The response has to be every entry, printed word for word.

(Collected data entries)
# # # # # # #

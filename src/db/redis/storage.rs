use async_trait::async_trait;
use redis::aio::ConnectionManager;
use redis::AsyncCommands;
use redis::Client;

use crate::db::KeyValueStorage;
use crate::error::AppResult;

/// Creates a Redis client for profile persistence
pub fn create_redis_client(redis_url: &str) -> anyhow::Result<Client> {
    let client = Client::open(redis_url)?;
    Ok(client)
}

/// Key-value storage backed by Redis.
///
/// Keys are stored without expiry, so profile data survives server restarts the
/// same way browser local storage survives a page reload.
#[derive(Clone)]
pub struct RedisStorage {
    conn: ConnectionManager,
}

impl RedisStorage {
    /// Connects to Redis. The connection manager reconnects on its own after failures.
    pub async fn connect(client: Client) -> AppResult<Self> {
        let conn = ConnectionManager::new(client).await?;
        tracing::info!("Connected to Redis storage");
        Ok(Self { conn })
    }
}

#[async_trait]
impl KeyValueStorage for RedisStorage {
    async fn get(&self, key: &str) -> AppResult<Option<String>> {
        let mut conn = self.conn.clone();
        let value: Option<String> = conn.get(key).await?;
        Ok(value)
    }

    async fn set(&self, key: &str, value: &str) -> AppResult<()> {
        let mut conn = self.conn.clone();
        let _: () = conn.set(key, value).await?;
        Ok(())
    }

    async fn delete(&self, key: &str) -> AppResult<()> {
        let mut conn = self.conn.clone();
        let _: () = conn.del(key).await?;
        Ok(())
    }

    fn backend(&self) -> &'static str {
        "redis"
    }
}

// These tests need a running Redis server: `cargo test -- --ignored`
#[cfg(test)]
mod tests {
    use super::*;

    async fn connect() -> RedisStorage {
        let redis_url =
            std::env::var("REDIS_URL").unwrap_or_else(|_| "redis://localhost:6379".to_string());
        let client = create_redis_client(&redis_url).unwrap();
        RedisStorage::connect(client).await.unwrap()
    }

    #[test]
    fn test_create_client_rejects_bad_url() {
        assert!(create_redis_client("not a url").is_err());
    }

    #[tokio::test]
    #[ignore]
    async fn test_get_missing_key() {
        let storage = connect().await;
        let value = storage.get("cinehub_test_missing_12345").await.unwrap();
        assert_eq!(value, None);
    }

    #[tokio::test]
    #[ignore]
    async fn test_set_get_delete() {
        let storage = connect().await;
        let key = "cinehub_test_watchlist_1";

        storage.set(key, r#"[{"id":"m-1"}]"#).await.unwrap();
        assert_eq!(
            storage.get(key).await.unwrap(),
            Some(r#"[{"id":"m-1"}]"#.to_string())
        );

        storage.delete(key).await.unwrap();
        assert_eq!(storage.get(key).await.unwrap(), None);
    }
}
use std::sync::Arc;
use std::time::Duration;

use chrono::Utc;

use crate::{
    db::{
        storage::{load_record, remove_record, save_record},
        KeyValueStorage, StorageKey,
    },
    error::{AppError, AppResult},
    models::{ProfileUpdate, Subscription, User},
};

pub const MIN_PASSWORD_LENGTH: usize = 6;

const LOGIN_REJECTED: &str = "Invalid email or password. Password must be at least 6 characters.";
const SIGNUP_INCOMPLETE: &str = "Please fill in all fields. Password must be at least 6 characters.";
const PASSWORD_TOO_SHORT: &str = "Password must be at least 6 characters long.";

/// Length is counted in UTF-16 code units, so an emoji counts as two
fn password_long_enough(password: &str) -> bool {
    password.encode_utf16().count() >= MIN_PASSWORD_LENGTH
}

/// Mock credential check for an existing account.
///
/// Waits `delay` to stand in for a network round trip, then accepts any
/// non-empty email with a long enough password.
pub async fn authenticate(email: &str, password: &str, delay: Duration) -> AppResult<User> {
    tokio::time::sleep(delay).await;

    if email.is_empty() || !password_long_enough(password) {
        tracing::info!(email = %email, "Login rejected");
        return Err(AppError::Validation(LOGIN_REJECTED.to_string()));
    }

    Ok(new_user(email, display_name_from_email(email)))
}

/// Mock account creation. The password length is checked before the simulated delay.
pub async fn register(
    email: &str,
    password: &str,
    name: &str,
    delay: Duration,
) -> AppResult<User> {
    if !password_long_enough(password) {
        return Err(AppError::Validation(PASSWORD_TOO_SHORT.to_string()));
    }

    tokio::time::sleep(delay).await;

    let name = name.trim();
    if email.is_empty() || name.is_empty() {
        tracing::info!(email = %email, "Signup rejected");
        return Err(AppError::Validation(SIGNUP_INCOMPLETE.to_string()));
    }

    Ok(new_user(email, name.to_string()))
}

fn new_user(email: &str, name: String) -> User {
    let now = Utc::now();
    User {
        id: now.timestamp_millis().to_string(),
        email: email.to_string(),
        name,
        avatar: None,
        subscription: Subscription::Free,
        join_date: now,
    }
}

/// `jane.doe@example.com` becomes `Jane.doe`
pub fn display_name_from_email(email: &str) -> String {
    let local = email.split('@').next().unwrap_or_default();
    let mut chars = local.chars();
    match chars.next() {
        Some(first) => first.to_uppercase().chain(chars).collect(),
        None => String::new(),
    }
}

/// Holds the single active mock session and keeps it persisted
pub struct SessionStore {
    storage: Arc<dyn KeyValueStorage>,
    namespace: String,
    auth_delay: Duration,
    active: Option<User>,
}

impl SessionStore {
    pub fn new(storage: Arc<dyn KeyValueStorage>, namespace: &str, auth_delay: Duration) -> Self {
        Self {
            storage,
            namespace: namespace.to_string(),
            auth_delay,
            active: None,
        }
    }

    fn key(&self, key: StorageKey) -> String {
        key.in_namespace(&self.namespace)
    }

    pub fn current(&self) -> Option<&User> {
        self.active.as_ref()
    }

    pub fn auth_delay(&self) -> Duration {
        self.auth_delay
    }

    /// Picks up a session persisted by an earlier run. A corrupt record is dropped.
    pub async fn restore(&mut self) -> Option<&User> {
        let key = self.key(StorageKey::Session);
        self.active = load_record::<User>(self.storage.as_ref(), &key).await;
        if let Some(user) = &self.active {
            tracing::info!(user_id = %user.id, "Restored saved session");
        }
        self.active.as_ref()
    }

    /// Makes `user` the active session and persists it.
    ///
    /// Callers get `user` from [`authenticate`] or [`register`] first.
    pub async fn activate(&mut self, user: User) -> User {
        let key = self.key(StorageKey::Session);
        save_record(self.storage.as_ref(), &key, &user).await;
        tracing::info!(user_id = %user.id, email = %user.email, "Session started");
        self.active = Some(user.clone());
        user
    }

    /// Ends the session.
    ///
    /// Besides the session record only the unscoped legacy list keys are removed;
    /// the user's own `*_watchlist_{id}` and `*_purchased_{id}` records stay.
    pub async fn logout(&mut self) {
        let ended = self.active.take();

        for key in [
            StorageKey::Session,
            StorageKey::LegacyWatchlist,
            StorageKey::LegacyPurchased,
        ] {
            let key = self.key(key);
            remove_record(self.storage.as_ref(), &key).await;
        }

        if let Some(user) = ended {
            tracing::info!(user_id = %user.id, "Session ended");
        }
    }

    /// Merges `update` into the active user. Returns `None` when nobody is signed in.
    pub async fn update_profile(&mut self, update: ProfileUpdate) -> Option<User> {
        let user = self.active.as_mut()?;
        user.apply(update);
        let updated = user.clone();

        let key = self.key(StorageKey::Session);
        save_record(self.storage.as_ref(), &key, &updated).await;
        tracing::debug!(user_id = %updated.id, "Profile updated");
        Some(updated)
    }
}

# # # # # # #

Written response:
filename src/db/redis/storage.rs
use async_trait::async_trait;
use redis::aio::ConnectionManager;
use redis::AsyncCommands;
use redis::Client;

use crate::db::KeyValueStorage;
use crate::error::AppResult;

/// Creates a Redis client for profile persistence
pub fn create_redis_client(redis_url: &str) -> anyhow::Result<Client> {
    let client = Client::open(redis_url)?;
    Ok(client)
}

/// Key-value storage backed by Redis.
///
/// Keys are stored without expiry, so profile data survives server restarts the
/// same way browser local storage survives a page reload.
#[derive(Clone)]
pub struct RedisStorage {
    conn: ConnectionManager,
}

impl RedisStorage {
    /// Connects to Redis. The connection manager reconnects on its own after failures.
    pub async fn connect(client: Client) -> AppResult<Self> {
        let conn = ConnectionManager::new(client).await?;
        tracing::info!("Connected to Redis storage");
        Ok(Self { conn })
    }
}

#[async_trait]
impl KeyValueStorage for RedisStorage {
    async fn get(&self, key: &str) -> AppResult<Option<String>> {
        let mut conn = self.conn.clone();
        let value: Option<String> = conn.get(key).await?;
        Ok(value)
    }

    async fn set(&self, key: &str, value: &str) -> AppResult<()> {
        let mut conn = self.conn.clone();
        let _: () = conn.set(key, value).await?;
        Ok(())
    }

    async fn delete(&self, key: &str) -> AppResult<()> {
        let mut conn = self.conn.clone();
        let _: () = conn.del(key).await?;
        Ok(())
    }

    fn backend(&self) -> &'static str {
        "redis"
    }
}

// These tests need a running Redis server: `cargo test -- --ignored`
#[cfg(test)]
mod tests {
    use super::*;

    async fn connect() -> RedisStorage {
        let redis_url =
            std::env::var("REDIS_URL").unwrap_or_else(|_| "redis://localhost:6379".to_string());
        let client = create_redis_client(&redis_url).unwrap();
        RedisStorage::connect(client).await.unwrap()
    }

    #[test]
    fn test_create_client_rejects_bad_url() {
        assert!(create_redis_client("not a url").is_err());
    }

    #[tokio::test]
    #[ignore]
    async fn test_get_missing_key() {
        let storage = connect().await;
        let value = storage.get("cinehub_test_missing_12345").await.unwrap();
        assert_eq!(value, None);
    }

    #[tokio::test]
    #[ignore]
    async fn test_set_get_delete() {
        let storage = connect().await;
        let key = "cinehub_test_watchlist_1";

        storage.set(key, r#"[{"id":"m-1"}]"#).await.unwrap();
        assert_eq!(
            storage.get(key).await.unwrap(),
            Some(r#"[{"id":"m-1"}]"#.to_string())
        );

        storage.delete(key).await.unwrap();
        assert_eq!(storage.get(key).await.unwrap(), None);
    }
}
use std::sync::Arc;
use std::time::Duration;

use chrono::Utc;

use crate::{
    db::{
        storage::{load_record, remove_record, save_record},
        KeyValueStorage, StorageKey,
    },
    error::{AppError, AppResult},
    models::{ProfileUpdate, Subscription, User},
};

pub const MIN_PASSWORD_LENGTH: usize = 6;

const LOGIN_REJECTED: &str = "Invalid email or password. Password must be at least 6 characters.";
const SIGNUP_INCOMPLETE: &str = "Please fill in all fields. Password must be at least 6 characters.";
const PASSWORD_TOO_SHORT: &str = "Password must be at least 6 characters long.";

/// Length is counted in UTF-16 code units, so an emoji counts as two
fn password_long_enough(password: &str) -> bool {
    password.encode_utf16().count() >= MIN_PASSWORD_LENGTH
}

/// Mock credential check for an existing account.
///
/// Waits `delay` to stand in for a network round trip, then accepts any
/// non-empty email with a long enough password.
pub async fn authenticate(email: &str, password: &str, delay: Duration) -> AppResult<User> {
    tokio::time::sleep(delay).await;

    if email.is_empty() || !password_long_enough(password) {
        tracing::info!(email = %email, "Login rejected");
        return Err(AppError::Validation(LOGIN_REJECTED.to_string()));
    }

    Ok(new_user(email, display_name_from_email(email)))
}

/// Mock account creation. The password length is checked before the simulated delay.
pub async fn register(
    email: &str,
    password: &str,
    name: &str,
    delay: Duration,
) -> AppResult<User> {
    if !password_long_enough(password) {
        return Err(AppError::Validation(PASSWORD_TOO_SHORT.to_string()));
    }

    tokio::time::sleep(delay).await;

    let name = name.trim();
    if email.is_empty() || name.is_empty() {
        tracing::info!(email = %email, "Signup rejected");
        return Err(AppError::Validation(SIGNUP_INCOMPLETE.to_string()));
    }

    Ok(new_user(email, name.to_string()))
}

fn new_user(email: &str, name: String) -> User {
    let now = Utc::now();
    User {
        id: now.timestamp_millis().to_string(),
        email: email.to_string(),
        name,
        avatar: None,
        subscription: Subscription::Free,
        join_date: now,
    }
}

/// `jane.doe@example.com` becomes `Jane.doe`
pub fn display_name_from_email(email: &str) -> String {
    let local = email.split('@').next().unwrap_or_default();
    let mut chars = local.chars();
    match chars.next() {
        Some(first) => first.to_uppercase().chain(chars).collect(),
        None => String::new(),
    }
}

/// Holds the single active mock session and keeps it persisted
pub struct SessionStore {
    storage: Arc<dyn KeyValueStorage>,
    namespace: String,
    auth_delay: Duration,
    active: Option<User>,
}

impl SessionStore {
    pub fn new(storage: Arc<dyn KeyValueStorage>, namespace: &str, auth_delay: Duration) -> Self {
        Self {
            storage,
            namespace: namespace.to_string(),
            auth_delay,
            active: None,
        }
    }

    fn key(&self, key: StorageKey) -> String {
        key.in_namespace(&self.namespace)
    }

    pub fn current(&self) -> Option<&User> {
        self.active.as_ref()
    }

    pub fn auth_delay(&self) -> Duration {
        self.auth_delay
    }

    /// Picks up a session persisted by an earlier run. A corrupt record is dropped.
    pub async fn restore(&mut self) -> Option<&User> {
        let key = self.key(StorageKey::Session);
        self.active = load_record::<User>(self.storage.as_ref(), &key).await;
        if let Some(user) = &self.active {
            tracing::info!(user_id = %user.id, "Restored saved session");
        }
        self.active.as_ref()
    }

    /// Makes `user` the active session and persists it.
    ///
    /// Callers get `user` from [`authenticate`] or [`register`] first.
    pub async fn activate(&mut self, user: User) -> User {
        let key = self.key(StorageKey::Session);
        save_record(self.storage.as_ref(), &key, &user).await;
        tracing::info!(user_id = %user.id, email = %user.email, "Session started");
        self.active = Some(user.clone());
        user
    }

    /// Ends the session.
    ///
    /// Besides the session record only the unscoped legacy list keys are removed;
    /// the user's own `*_watchlist_{id}` and `*_purchased_{id}` records stay.
    pub async fn logout(&mut self) {
        let ended = self.active.take();

        for key in [
            StorageKey::Session,
            StorageKey::LegacyWatchlist,
            StorageKey::LegacyPurchased,
        ] {
            let key = self.key(key);
            remove_record(self.storage.as_ref(), &key).await;
        }

        if let Some(user) = ended {
            tracing::info!(user_id = %user.id, "Session ended");
        }
    }

    /// Merges `update` into the active user. Returns `None` when nobody is signed in.
    pub async fn update_profile(&mut self, update: ProfileUpdate) -> Option<User> {
        let user = self.active.as_mut()?;
        user.apply(update);
        let updated = user.clone();

        let key = self.key(StorageKey::Session);
        save_record(self.storage.as_ref(), &key, &updated).await;
        tracing::debug!(user_id = %updated.id, "Profile updated");
        Some(updated)
    }
}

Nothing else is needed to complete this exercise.